- **WORK INSTRUCTIONS**:
When you write out the material, keep every line exactly as it is.

%%

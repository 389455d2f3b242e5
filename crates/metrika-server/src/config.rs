use anyhow::Context;
use metrika_storage::dumper::DumpMode;
use serde::{Deserialize, Serialize};
use std::path::Path;

#[derive(Debug, Clone, Serialize, Deserialize)]
pub struct ServerConfig {
    /// Listen address, `host:port`.
    #[serde(default = "default_address")]
    pub address: String,
    /// Shared secret for `HashSHA256` signatures. Unset disables signing.
    #[serde(default)]
    pub secret_key: Option<String>,
    #[serde(default)]
    pub dump: DumpConfig,
    #[serde(default)]
    pub database: DatabaseConfig,
    #[serde(default)]
    pub audit: AuditConfig,
}

/// Snapshot file settings, used only with the in-memory backend.
#[derive(Debug, Clone, Serialize, Deserialize)]
pub struct DumpConfig {
    #[serde(default = "default_file_storage_path")]
    pub file_storage_path: String,
    /// `0` (or less) dumps synchronously after every write.
    #[serde(default = "default_store_interval")]
    pub store_interval_secs: i64,
    #[serde(default)]
    pub restore: bool,
    /// Turns a failed synchronous dump into a `500` for the write request.
    #[serde(default)]
    pub fail_on_sync_error: bool,
}

impl Default for DumpConfig {
    fn default() -> Self {
        Self {
            file_storage_path: default_file_storage_path(),
            store_interval_secs: default_store_interval(),
            restore: false,
            fail_on_sync_error: false,
        }
    }
}

impl DumpConfig {
    pub fn mode(&self) -> DumpMode {
        DumpMode::from_interval_secs(self.store_interval_secs)
    }
}

/// Setting `path` selects the SQLite backend.
#[derive(Debug, Clone, Default, Serialize, Deserialize)]
pub struct DatabaseConfig {
    #[serde(default)]
    pub path: Option<String>,
}

#[derive(Debug, Clone, Default, Serialize, Deserialize)]
pub struct AuditConfig {
    /// Append-only file receiving one JSON entry per line.
    #[serde(default)]
    pub file: Option<String>,
    /// Endpoint receiving each entry as a JSON `POST`.
    #[serde(default)]
    pub url: Option<String>,
}

fn default_address() -> String {
    "127.0.0.1:8080".to_string()
}

fn default_file_storage_path() -> String {
    "metrics.json".to_string()
}

fn default_store_interval() -> i64 {
    300
}

impl Default for ServerConfig {
    fn default() -> Self {
        Self {
            address: default_address(),
            secret_key: None,
            dump: DumpConfig::default(),
            database: DatabaseConfig::default(),
            audit: AuditConfig::default(),
        }
    }
}

/// Empty strings count as "unset" for optional settings.
fn non_empty(value: String) -> Option<String> {
    let trimmed = value.trim();
    if trimmed.is_empty() {
        None
    } else {
        Some(trimmed.to_string())
    }
}

fn parse_bool(name: &str, value: &str) -> anyhow::Result<bool> {
    match value.trim().to_ascii_lowercase().as_str() {
        "1" | "true" | "yes" | "on" => Ok(true),
        "0" | "false" | "no" | "off" => Ok(false),
        other => anyhow::bail!("{name} must be a boolean, got {other:?}"),
    }
}

impl ServerConfig {
    /// Loads the TOML file at `path`; a missing file yields the defaults.
    pub fn load(path: &str) -> anyhow::Result<Self> {
        if !Path::new(path).exists() {
            tracing::info!(path, "Config file not found, using defaults");
            return Ok(Self::default());
        }
        let content = std::fs::read_to_string(path)
            .with_context(|| format!("failed to read config file '{path}'"))?;
        let config: Self = toml::from_str(&content)
            .with_context(|| format!("failed to parse config file '{path}'"))?;
        Ok(config)
    }

    /// Overrides fields from environment-style variables.
    pub fn apply_env<F>(&mut self, lookup: F) -> anyhow::Result<()>
    where
        F: Fn(&str) -> Option<String>,
    {
        if let Some(addr) = lookup("ADDRESS").and_then(non_empty) {
            self.address = addr;
        }
        if let Some(key) = lookup("KEY") {
            self.secret_key = non_empty(key);
        }
        if let Some(path) = lookup("FILE_STORAGE_PATH").and_then(non_empty) {
            self.dump.file_storage_path = path;
        }
        if let Some(v) = lookup("STORE_INTERVAL") {
            self.dump.store_interval_secs = v
                .trim()
                .parse()
                .context("STORE_INTERVAL must be an integer")?;
        }
        if let Some(v) = lookup("RESTORE") {
            self.dump.restore = parse_bool("RESTORE", &v)?;
        }
        if let Some(dsn) = lookup("DATABASE_DSN") {
            self.database.path = non_empty(dsn);
        }
        if let Some(file) = lookup("AUDIT_FILE") {
            self.audit.file = non_empty(file);
        }
        if let Some(url) = lookup("AUDIT_URL") {
            self.audit.url = non_empty(url);
        }
        Ok(())
    }
}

%%

- **RESULT FOR THIS TASK**:
repository 389455d2f3b242e5
filename crates/metrika-server/src/config.rs
use anyhow::Context;
use metrika_storage::dumper::DumpMode;
use serde::{Deserialize, Serialize};
use std::path::Path;

#[derive(Debug, Clone, Serialize, Deserialize)]
pub struct ServerConfig {
    /// Listen address, `host:port`.
    #[serde(default = "default_address")]
    pub address: String,
    /// Shared secret for `HashSHA256` signatures. Unset disables signing.
    #[serde(default)]
    pub secret_key: Option<String>,
    #[serde(default)]
    pub dump: DumpConfig,
    #[serde(default)]
    pub database: DatabaseConfig,
    #[serde(default)]
    pub audit: AuditConfig,
}

/// Snapshot file settings, used only with the in-memory backend.
#[derive(Debug, Clone, Serialize, Deserialize)]
pub struct DumpConfig {
    #[serde(default = "default_file_storage_path")]
    pub file_storage_path: String,
    /// `0` (or less) dumps synchronously after every write.
    #[serde(default = "default_store_interval")]
    pub store_interval_secs: i64,
    #[serde(default)]
    pub restore: bool,
    /// Turns a failed synchronous dump into a `500` for the write request.
    #[serde(default)]
    pub fail_on_sync_error: bool,
}

impl Default for DumpConfig {
    fn default() -> Self {
        Self {
            file_storage_path: default_file_storage_path(),
            store_interval_secs: default_store_interval(),
            restore: false,
            fail_on_sync_error: false,
        }
    }
}

impl DumpConfig {
    pub fn mode(&self) -> DumpMode {
        DumpMode::from_interval_secs(self.store_interval_secs)
    }
}

/// Setting `path` selects the SQLite backend.
#[derive(Debug, Clone, Default, Serialize, Deserialize)]
pub struct DatabaseConfig {
    #[serde(default)]
    pub path: Option<String>,
}

#[derive(Debug, Clone, Default, Serialize, Deserialize)]
pub struct AuditConfig {
    /// Append-only file receiving one JSON entry per line.
    #[serde(default)]
    pub file: Option<String>,
    /// Endpoint receiving each entry as a JSON `POST`.
    #[serde(default)]
    pub url: Option<String>,
}

fn default_address() -> String {
    "127.0.0.1:8080".to_string()
}

fn default_file_storage_path() -> String {
    "metrics.json".to_string()
}

fn default_store_interval() -> i64 {
    300
}

impl Default for ServerConfig {
    fn default() -> Self {
        Self {
            address: default_address(),
            secret_key: None,
            dump: DumpConfig::default(),
            database: DatabaseConfig::default(),
            audit: AuditConfig::default(),
        }
    }
}

/// Empty strings count as "unset" for optional settings.
fn non_empty(value: String) -> Option<String> {
    let trimmed = value.trim();
    if trimmed.is_empty() {
        None
    } else {
        Some(trimmed.to_string())
    }
}

fn parse_bool(name: &str, value: &str) -> anyhow::Result<bool> {
    match value.trim().to_ascii_lowercase().as_str() {
        "1" | "true" | "yes" | "on" => Ok(true),
        "0" | "false" | "no" | "off" => Ok(false),
        other => anyhow::bail!("{name} must be a boolean, got {other:?}"),
    }
}

impl ServerConfig {
    /// Loads the TOML file at `path`; a missing file yields the defaults.
    pub fn load(path: &str) -> anyhow::Result<Self> {
        if !Path::new(path).exists() {
            tracing::info!(path, "Config file not found, using defaults");
            return Ok(Self::default());
        }
        let content = std::fs::read_to_string(path)
            .with_context(|| format!("failed to read config file '{path}'"))?;
        let config: Self = toml::from_str(&content)
            .with_context(|| format!("failed to parse config file '{path}'"))?;
        Ok(config)
    }

    /// Overrides fields from environment-style variables.
    pub fn apply_env<F>(&mut self, lookup: F) -> anyhow::Result<()>
    where
        F: Fn(&str) -> Option<String>,
    {
        if let Some(addr) = lookup("ADDRESS").and_then(non_empty) {
            self.address = addr;
        }
        if let Some(key) = lookup("KEY") {
            self.secret_key = non_empty(key);
        }
        if let Some(path) = lookup("FILE_STORAGE_PATH").and_then(non_empty) {
            self.dump.file_storage_path = path;
        }
        if let Some(v) = lookup("STORE_INTERVAL") {
            self.dump.store_interval_secs = v
                .trim()
                .parse()
                .context("STORE_INTERVAL must be an integer")?;
        }
        if let Some(v) = lookup("RESTORE") {
            self.dump.restore = parse_bool("RESTORE", &v)?;
        }
        if let Some(dsn) = lookup("DATABASE_DSN") {
            self.database.path = non_empty(dsn);
        }
        if let Some(file) = lookup("AUDIT_FILE") {
            self.audit.file = non_empty(file);
        }
        if let Some(url) = lookup("AUDIT_URL") {
            self.audit.url = non_empty(url);
        }
        Ok(())
    }
}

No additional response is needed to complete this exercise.